→ Exercise brief
Your job is to copy every line in the material containing the word "Some".

→ Records for the task
#####

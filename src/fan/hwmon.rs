/*
 * This file is part of fanhal.
 *
 * Copyright (C) 2025 fanhal contributors
 *
 * fanhal is free software: you can redistribute it and/or modify
 * it under the terms of the GNU General Public License as published by
 * the Free Software Foundation, either version 3 of the License, or
 * (at your option) any later version.
 *
 * fanhal is distributed in the hope that it will be useful,
 * but WITHOUT ANY WARRANTY; without even the implied warranty of
 * MERCHANTABILITY or FITNESS FOR A PARTICULAR PURPOSE. See the
 * GNU General Public License for more details.
 *
 * You should have received a copy of the GNU General Public License
 * along with fanhal. If not, see <https://www.gnu.org/licenses/>.
 */

//! PWM fan in sysfs
//!
//! `pwmN` takes a duty cycle 0-255; `pwmN_enable` selects the mode
//! (0 = full speed, 1 = manual, 2+ = automatic, meaning depends on the chip).

use std::ffi::OsString;
use std::path::{Path, PathBuf};

use fh_error::{FanhalError, Result};
use tracing::{debug, error};

use super::{write_level, FanControl};
use crate::level::Level;
use crate::sysfs::{Sysfs, SysfsIo};

const MANUAL_MODE: &str = "1";

pub struct HwmonFanDriver {
    path: PathBuf,
    enable_path: PathBuf,
    initial_state: String,
    restore_pending: bool,
    io: Box<dyn SysfsIo>,
}

impl HwmonFanDriver {
    pub fn new(path: impl Into<PathBuf>) -> Result<Self> {
        Self::with_io(path, Box::new(Sysfs))
    }

    pub fn with_io(path: impl Into<PathBuf>, io: Box<dyn SysfsIo>) -> Result<Self> {
        let path = path.into();
        let enable_path = enable_path_for(&path);

        let content = io.read_to_string(&enable_path).map_err(|e| {
            FanhalError::io(
                format!("Failed to read PWM mode from {}", enable_path.display()),
                e,
            )
        })?;
        let initial_state = content.lines().next().unwrap_or("").trim().to_string();
        debug!("{}: initial PWM mode is {:?}", enable_path.display(), initial_state);

        Ok(Self {
            path,
            enable_path,
            initial_state,
            restore_pending: true,
            io,
        })
    }

    pub fn enable_path(&self) -> &Path {
        &self.enable_path
    }
}

fn enable_path_for(path: &Path) -> PathBuf {
    let mut s = OsString::from(path.as_os_str());
    s.push("_enable");
    PathBuf::from(s)
}

impl FanControl for HwmonFanDriver {
    fn path(&self) -> &Path {
        &self.path
    }

    fn initial_state(&self) -> &str {
        &self.initial_state
    }

    fn init(&self) -> Result<()> {
        self.io.write(&self.enable_path, MANUAL_MODE).map_err(|e| {
            FanhalError::io(
                format!("Failed to enable manual PWM control on {}", self.enable_path.display()),
                e,
            )
        })
    }

    /// Writes the numeric level. Some chips fall back to automatic mode on
    /// resume and then reject PWM writes with EINVAL; in that case manual
    /// mode is re-enabled and the write retried once.
    fn set_speed(&mut self, level: &Level) -> Result<()> {
        let num = level.num().ok_or_else(|| {
            FanhalError::config(format!(
                "{} needs a numeric PWM value, got \"{}\"",
                self.path.display(),
                level
            ))
        })?;
        let value = num.to_string();

        match write_level(&*self.io, &self.path, &value) {
            Err(e) if e.code() == Some(libc::EINVAL) => {
                debug!(
                    "{}: PWM write rejected ({}), re-enabling manual mode. Resumed from suspend?",
                    self.path.display(),
                    e
                );
                self.init()?;
                write_level(&*self.io, &self.path, &value)
            }
            other => other,
        }
    }

    /// hwmon PWM channels have no watchdog and nothing to depulse
    fn ping_watchdog_and_depulse(&mut self, _level: &Level) -> Result<()> {
        Ok(())
    }

    fn restore(&mut self) -> Result<()> {
        if !self.restore_pending {
            return Ok(());
        }
        self.restore_pending = false;

        self.io
            .write(&self.enable_path, &self.initial_state)
            .map_err(|e| {
                FanhalError::io(
                    format!(
                        "Failed to restore PWM mode {} on {}",
                        self.initial_state,
                        self.enable_path.display()
                    ),
                    e,
                )
            })
    }
}

impl Drop for HwmonFanDriver {
    fn drop(&mut self) {
        if let Err(e) = self.restore() {
            error!("{}", e);
        }
    }
}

#####

→ Solution
    /// Writes the numeric level. Some chips fall back to automatic mode on
            Err(e) if e.code() == Some(libc::EINVAL) => {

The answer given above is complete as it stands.